• PROBLEM TO WORK ON:
Would you pull out every line of the material that contains the string "proptest"?

• INPUT MATERIAL:
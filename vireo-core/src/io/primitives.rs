// Vireo
// Copyright (c) 2026 The Project Vireo Developers.
//
// This Source Code Form is subject to the terms of the Mozilla Public
// License, v. 2.0. If a copy of the MPL was not distributed with this
// file, You can obtain one at https://mozilla.org/MPL/2.0/.

use crate::errors::{logic_error, Result};
use crate::util::bits::msb;

use super::SymbolDecoder;

/// Computes the window `[lo, hi]` of `p` values centred on `reference` and clipped to `[0, n)`.
#[inline(always)]
pub(crate) fn refbilevel_window(n: u16, p: u16, reference: u16) -> (i32, i32) {
    let (n, p) = (i32::from(n), i32::from(p));

    let mut lo = i32::from(reference) - p / 2;
    let mut hi = lo + p - 1;

    if lo < 0 {
        lo = 0;
        hi = p - 1;
    }
    else if hi >= n {
        hi = n - 1;
        lo = n - p;
    }

    (lo, hi)
}

/// Returns the literal width `l` and the short code count `m` of the quasi-uniform code for `n`
/// values. `n` must be at least 2.
#[inline(always)]
pub(crate) fn quniform_params(n: u16) -> (u32, u32) {
    debug_assert!(n > 1);

    let l = msb(u32::from(n) - 1) + 1;
    let m = (1 << l) - u32::from(n);

    (l, m)
}

/// `ReadPrimitives` decodes the variable-length primitive integer codes built on top of any
/// [`SymbolDecoder`]. The codes keep no state of their own.
pub trait ReadPrimitives: SymbolDecoder {
    /// Decodes a signed value coded as a presence bit, a sign bit, and an `abs_bits`-bit literal
    /// holding the magnitude minus one.
    fn read_primitive_symmetric(&mut self, abs_bits: u32) -> i32 {
        if !self.read_bit() {
            return 0;
        }

        let sign = self.read_bit();
        let x = self.read_literal(abs_bits) as i32 + 1;

        if sign {
            -x
        }
        else {
            x
        }
    }

    /// Decodes a value in `[0, n)` with a quasi-uniform code. The first `2^l - n` values are
    /// coded with `l - 1` bits, the remainder with `l` bits, where `l = floor(log2(n - 1)) + 1`.
    fn read_primitive_quniform(&mut self, n: u16) -> u16 {
        if n <= 1 {
            return 0;
        }

        let (l, m) = quniform_params(n);
        let v = self.read_literal(l - 1);

        if v < m {
            v as u16
        }
        else {
            ((v << 1) - m + u32::from(self.read_bit())) as u16
        }
    }

    /// Decodes a value in `[0, n)` that is expected to lie close to `reference`.
    ///
    /// The `p` values nearest to `reference` are coded with a `p`-ary quasi-uniform code, and the
    /// remaining `n - p` values with an `n - p`-ary quasi-uniform code. Requires `0 < p < n` and
    /// `reference < n` whenever `n > 1`.
    fn read_primitive_refbilevel(&mut self, n: u16, p: u16, reference: u16) -> Result<u16> {
        if n <= 1 {
            return Ok(0);
        }
        if p == 0 || p >= n {
            return logic_error("refbilevel window size out of range");
        }
        if reference >= n {
            return logic_error("refbilevel reference out of range");
        }

        let (lo, _) = refbilevel_window(n, p, reference);

        let v = if self.read_bit() {
            i32::from(self.read_primitive_quniform(p)) + lo
        }
        else {
            let v = i32::from(self.read_primitive_quniform(n - p));
            if v >= lo {
                v + i32::from(p)
            }
            else {
                v
            }
        };

        Ok(v as u16)
    }
}

impl<D: SymbolDecoder + ?Sized> ReadPrimitives for D {}

#[cfg(test)]
mod tests {
    use super::{quniform_params, ReadPrimitives};
    use crate::errors::Error;
    use crate::io::{BoolDecoder, BoolEncoder, SymbolDecoder};

    use proptest::prelude::*;

    /// A decoder over a fixed bit sequence that counts the bits consumed.
    struct BitSource {
        bits: Vec<bool>,
        pos: usize,
    }

    impl BitSource {
        fn new(bits: &[bool]) -> Self {
            BitSource { bits: bits.to_vec(), pos: 0 }
        }
    }

    impl SymbolDecoder for BitSource {
        fn read_bool(&mut self, _prob: u8) -> bool {
            let bit = self.bits.get(self.pos).copied().unwrap_or(false);
            self.pos += 1;
            bit
        }

        fn has_error(&self) -> bool {
            self.pos > self.bits.len()
        }
    }

    #[test]
    fn verify_symmetric_bit_pattern() {
        // abs_bits = 4, v = -7: presence, sign, then 6 as a 4-bit literal.
        let mut enc = BoolEncoder::new();
        enc.write_primitive_symmetric(-7, 4);

        let mut bits = BitSource::new(&[true, true, false, true, true, false]);
        assert_eq!(bits.read_primitive_symmetric(4), -7);
        assert_eq!(bits.pos, 6);

        let buf = enc.finish();
        let mut bs = BoolDecoder::new(&buf).unwrap();

        assert!(bs.read_bit());
        assert!(bs.read_bit());
        assert_eq!(bs.read_literal(4), 6);
    }

    #[test]
    fn verify_symmetric_zero() {
        let mut bits = BitSource::new(&[false, true, true]);
        assert_eq!(bits.read_primitive_symmetric(8), 0);
        assert_eq!(bits.pos, 1);
    }

    #[test]
    fn verify_quniform_bit_counts() {
        // Both powers of two (where every code is l - 1 bits long) and other sizes.
        for n in 2..=256u16 {
            let (l, m) = quniform_params(n);

            for v in 0..n {
                let mut enc = BoolEncoder::new();
                enc.write_primitive_quniform(n, v);

                let bits = enc.bits_written();

                if u32::from(v) < m {
                    assert_eq!(bits, l - 1, "n {} v {}", n, v);
                }
                else {
                    assert_eq!(bits, l, "n {} v {}", n, v);
                }

                let buf = enc.finish();
                let mut bs = BoolDecoder::new(&buf).unwrap();

                assert_eq!(bs.read_primitive_quniform(n), v);
            }
        }
    }

    #[test]
    fn verify_quniform_trivial() {
        let mut bits = BitSource::new(&[true]);
        assert_eq!(bits.read_primitive_quniform(0), 0);
        assert_eq!(bits.read_primitive_quniform(1), 0);
        assert_eq!(bits.pos, 0);
    }

    #[test]
    fn verify_refbilevel_preconditions() {
        let mut bits = BitSource::new(&[]);

        assert_eq!(bits.read_primitive_refbilevel(1, 0, 0), Ok(0));

        match bits.read_primitive_refbilevel(10, 10, 3) {
            Err(Error::LogicError(_)) => (),
            other => panic!("unexpected result {:?}", other),
        }
        match bits.read_primitive_refbilevel(10, 0, 3) {
            Err(Error::LogicError(_)) => (),
            other => panic!("unexpected result {:?}", other),
        }
        match bits.read_primitive_refbilevel(10, 4, 10) {
            Err(Error::LogicError(_)) => (),
            other => panic!("unexpected result {:?}", other),
        }

        assert_eq!(bits.pos, 0);
    }

    #[test]
    fn verify_refbilevel_window_edges() {
        // Window clipped at the low end: n = 16, p = 4, reference = 0 covers [0, 3].
        let mut enc = BoolEncoder::new();
        enc.write_primitive_refbilevel(16, 4, 0, 3);
        enc.write_primitive_refbilevel(16, 4, 0, 4);
        // Window clipped at the high end: covers [12, 15].
        enc.write_primitive_refbilevel(16, 4, 15, 12);
        enc.write_primitive_refbilevel(16, 4, 15, 11);

        let buf = enc.finish();
        let mut bs = BoolDecoder::new(&buf).unwrap();

        assert_eq!(bs.read_primitive_refbilevel(16, 4, 0), Ok(3));
        assert_eq!(bs.read_primitive_refbilevel(16, 4, 0), Ok(4));
        assert_eq!(bs.read_primitive_refbilevel(16, 4, 15), Ok(12));
        assert_eq!(bs.read_primitive_refbilevel(16, 4, 15), Ok(11));
    }

    proptest! {
        #[test]
        fn symmetric_round_trip(abs_bits in 1u32..=12, seed in any::<i32>()) {
            let max = 1i32 << abs_bits;
            let v = seed.rem_euclid(2 * max + 1) - max;

            let mut enc = BoolEncoder::new();
            enc.write_primitive_symmetric(v, abs_bits);

            let buf = enc.finish();
            let mut bs = BoolDecoder::new(&buf).unwrap();

            prop_assert_eq!(bs.read_primitive_symmetric(abs_bits), v);
            prop_assert!(!bs.has_error());
        }

        #[test]
        fn refbilevel_round_trip(
            n in 2u16..=512,
            p_seed in any::<u16>(),
            r_seed in any::<u16>(),
            v_seed in any::<u16>(),
        ) {
            let p = 1 + p_seed % (n - 1);
            let reference = r_seed % n;
            let v = v_seed % n;

            let mut enc = BoolEncoder::new();
            enc.write_primitive_refbilevel(n, p, reference, v);

            let buf = enc.finish();
            let mut bs = BoolDecoder::new(&buf).unwrap();

            prop_assert_eq!(bs.read_primitive_refbilevel(n, p, reference), Ok(v));
        }

        #[test]
        fn mixed_sequence_round_trip(
            values in proptest::collection::vec((2u16..1000, any::<u16>()), 1..64),
        ) {
            let mut enc = BoolEncoder::new();

            for &(n, v) in &values {
                enc.write_primitive_quniform(n, v % n);
            }

            let buf = enc.finish();
            let mut bs = BoolDecoder::new(&buf).unwrap();

            for &(n, v) in &values {
                prop_assert_eq!(bs.read_primitive_quniform(n), v % n);
            }
        }
    }
}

• WRITTEN RESPONSE:
    use proptest::prelude::*;
    proptest! {
            values in proptest::collection::vec((2u16..1000, any::<u16>()), 1..64),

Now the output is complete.